Applying Compost Tea Post-Harvest Substantially Reduces Nutrient Loss

Most of us know compost tea has outstanding effects on fertility throughout the growth cycle of the plant. But some farmers are finding that it has significant benefits in the rot cycle when applied post-harvest, under certain conditions.


After harvesting most crops, some of the plant remains above ground. This residual can be treated in various ways, but most of them leave harvest-damaged organic matter exposed to the air and thus allow release of nutrients during both respiration (which continues for a while post-harvest) and decomposition. The real opportunity comes primarily from capturing the material that initially wants to evaporate out of the plant because it is the simple compounds that easily volatilize into the air.

First, let’s discuss what kind of extract will make the most beneficial treatment. Humus, which can be produced by a managed process on the farm, is a very powerful substance that attracts soil particles in such a way as to open pore space and enhance tilth. In addition to this physical change, humus also contributes to the mineral balance and diverse biological activity. This biological activity has three primary functions: recycling nutrients, providing nutrients in plant-friendly forms, and impacting the soil structure via lifecycle by-products.

Because there is such a variety of soil conditions, organic materials, and mineral contents, we want the widest possible variety of microbial life. In addition, we want that life to have the potential to expand rapidly — doubling a minimum of 30 times. Humus provides the nutrients, space, moisture, and other factors that allow the needed species to reproduce and become available to perform their functions.

In dealing with crop residue, several things should be considered. One is that the residue has an abundance of organic matter that has been built up by the plant into complex structures. Another factor is that the natural respiration of the plant involves movement of additional, less complex, and more volatile compounds up and down (mostly up!) the roots, stalks, and stems of the plant. Both the “standing” organic matter and the “flowing” compounds contain vital nutrients that can be available for future crops if they are treated properly.

Applying tea immediately following harvest can help to “lock in” the nutrients, preventing their loss to the atmosphere via respiration.

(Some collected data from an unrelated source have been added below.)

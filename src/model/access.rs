use crate::{
    model::{
        ModelManager,
        error::{DatabaseError, DatabaseResult},
    },
    web::{AuthenticatedUser, UserRole},
};

#[async_trait::async_trait]
pub trait HasOwner {
    type OwnerId: PartialEq + Send + Sync;
    async fn get_owner_id(
        &self,
        mm: &ModelManager,
        ctx: &AuthenticatedUser,
    ) -> DatabaseResult<Self::OwnerId>;
}

pub async fn check_access<T: HasOwner<OwnerId = O>, O: PartialEq + Send + Sync>(
    mm: &ModelManager,
    ctx: &AuthenticatedUser,
    resource: &T,
    expected: O,
) -> DatabaseResult<()> {
    let actual_owner = resource.get_owner_id(mm, ctx).await?;

    // admins see everything
    if ctx.user_role() == UserRole::Admin {
        return Ok(());
    }

    if actual_owner == expected {
        Ok(())
    } else {
        Err(DatabaseError::Forbidden)
    }
}
use crate::{utils::uploads::UPLOADS_DIR, web::{doc::ApiDoc, AppState}, Config};
use axum::Router;
use serde::Deserialize;
use tower_cookies::CookieManagerLayer;
use tower_http::{cors::CorsLayer, services::ServeDir};
use utoipa::OpenApi;
use utoipa_swagger_ui::SwaggerUi;

pub mod account;
pub mod admin;
pub mod courses;
pub mod exam;

const DEFAULT_PAGE_LIMIT: i64 = 20;
const MAX_PAGE_LIMIT: i64 = 100;

fn default_limit() -> i64 {
    DEFAULT_PAGE_LIMIT
}

#[derive(Debug, Clone, Deserialize, utoipa::ToSchema, utoipa::IntoParams)]
#[into_params(parameter_in = Query)]
pub struct PaginationQuery {
    #[serde(default = "default_limit")]
    limit: i64,
    #[serde(default)]
    offset: i64,
}

impl PaginationQuery {
    pub fn new(limit: Option<i64>, offset: Option<i64>) -> Self {
        Self {
            limit: limit.unwrap_or(DEFAULT_PAGE_LIMIT),
            offset: offset.unwrap_or(0),
        }
    }

    /// Limit clamped to `1..=100`.
    pub fn limit(&self) -> i64 {
        self.limit.clamp(1, MAX_PAGE_LIMIT)
    }

    pub fn offset(&self) -> i64 {
        self.offset.max(0)
    }
}

pub fn build_app<S: Send + Sync + Clone + 'static>(state: AppState, config: &'static Config) -> Router<S> {
    let mut router = Router::new()
        .merge(account::routes(state.clone()))
        .merge(courses::routes(state.clone()))
        .merge(exam::routes(state.clone()))
        .nest("/admin", admin::routes(state.clone()))
        .nest_service("/static", ServeDir::new(UPLOADS_DIR))
        .layer(CookieManagerLayer::default())
        .layer(CorsLayer::very_permissive())
        .with_state(state);

    if config.app().docs() {
        let openapi = ApiDoc::openapi();

        router = router
            .merge(
                SwaggerUi::new("/api/docs")
                    .url("/api-doc/openapi.json", openapi),
            );
    }

    router
}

The microbes then do their work on the residual organic matter, accelerating and enhancing decomposition (the rot cycle). Because this is a controlled process, the nutrients thus captured are restored to the soil the plants exist in. The net effect is to improve the health of the soil at a low cost and provide “free” nutrients to the next crop. This is especially necessary and beneficial on a farm emphasizing organic fertility.

To enhance this effect even further, incorporate residues into the soil or use a roller to put the stalks in contact with the soil, which is especially helpful in no-till operations, so that the activity can become integrated with the soil’s natural biological cycles.

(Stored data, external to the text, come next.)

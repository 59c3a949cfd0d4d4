use std::collections::HashMap;

use chrono::NaiveDate;
use serde::{Deserialize, Serialize};
use uuid::Uuid;

use crate::exam::ANSWER_FIELD_PREFIX;
use crate::model::entity::{
    Choice, Course, CourseWithEnrollmentRow, InstructorProfileRow, Lesson, Question,
};

#[derive(Debug, Serialize, Deserialize, utoipa::ToSchema)]
pub struct CourseListItem {
    pub id: Uuid,
    pub name: String,
    pub image: String,
    pub description: String,
    pub pub_date: Option<NaiveDate>,
    pub total_enrollment: i32,
    pub is_enrolled: bool,
}

impl From<CourseWithEnrollmentRow> for CourseListItem {
    fn from(row: CourseWithEnrollmentRow) -> Self {
        Self {
            id: row.id,
            name: row.name,
            image: row.image,
            description: row.description,
            pub_date: row.pub_date,
            total_enrollment: row.total_enrollment,
            is_enrolled: row.is_enrolled,
        }
    }
}

/// A choice as shown to a learner, without its correctness.
#[derive(Debug, Serialize, Deserialize, utoipa::ToSchema)]
pub struct ExamChoice {
    pub id: Uuid,
    pub choice_text: String,
}

#[derive(Debug, Serialize, Deserialize, utoipa::ToSchema)]
pub struct ExamQuestion {
    pub id: Uuid,
    pub question_text: String,
    pub grade_point: i32,
    /// Form key to post this question's choice ids under
    pub field_name: String,
    pub choices: Vec<ExamChoice>,
}

impl ExamQuestion {
    /// Attaches every choice to its question, keeping the order of both lists.
    pub fn from_entities(questions: Vec<Question>, choices: Vec<Choice>) -> Vec<Self> {
        let mut by_question: HashMap<Uuid, Vec<ExamChoice>> = HashMap::new();
        for choice in choices {
            by_question
                .entry(choice.question_id())
                .or_default()
                .push(ExamChoice {
                    id: choice.id(),
                    choice_text: choice.choice_text().to_string(),
                });
        }

        questions
            .into_iter()
            .map(|q| Self {
                id: q.id(),
                question_text: q.question_text().to_string(),
                grade_point: q.grade_point(),
                field_name: format!("{ANSWER_FIELD_PREFIX}{}", q.id()),
                choices: by_question.remove(&q.id()).unwrap_or_default(),
            })
            .collect()
    }
}

#[derive(Debug, Serialize, Deserialize, utoipa::ToSchema)]
pub struct CourseDetailResponse {
    pub course: Course,
    pub is_enrolled: bool,
    pub lessons: Vec<Lesson>,
    pub instructors: Vec<InstructorProfileRow>,
    pub questions: Vec<ExamQuestion>,
}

One farmer reports that in his tests, running the tea applicator immediately behind the harvester results in an increased yield of several bushels in the year following (all other things being equal). It is important that application must be within hours of harvest, as that is the time when the respiration is continuing most strongly.

Obviously the quality of the tea is important to this process. Smaller operators can use the GSI tea machines, while larger farms would probably need a high-volume tea extractor such as the one available from Midwest Bio-Systems. In either case, an activator, also available from Midwest Bio-Systems, will enhance the output. Some agronomists also call for fish molasses as an additive prior to application.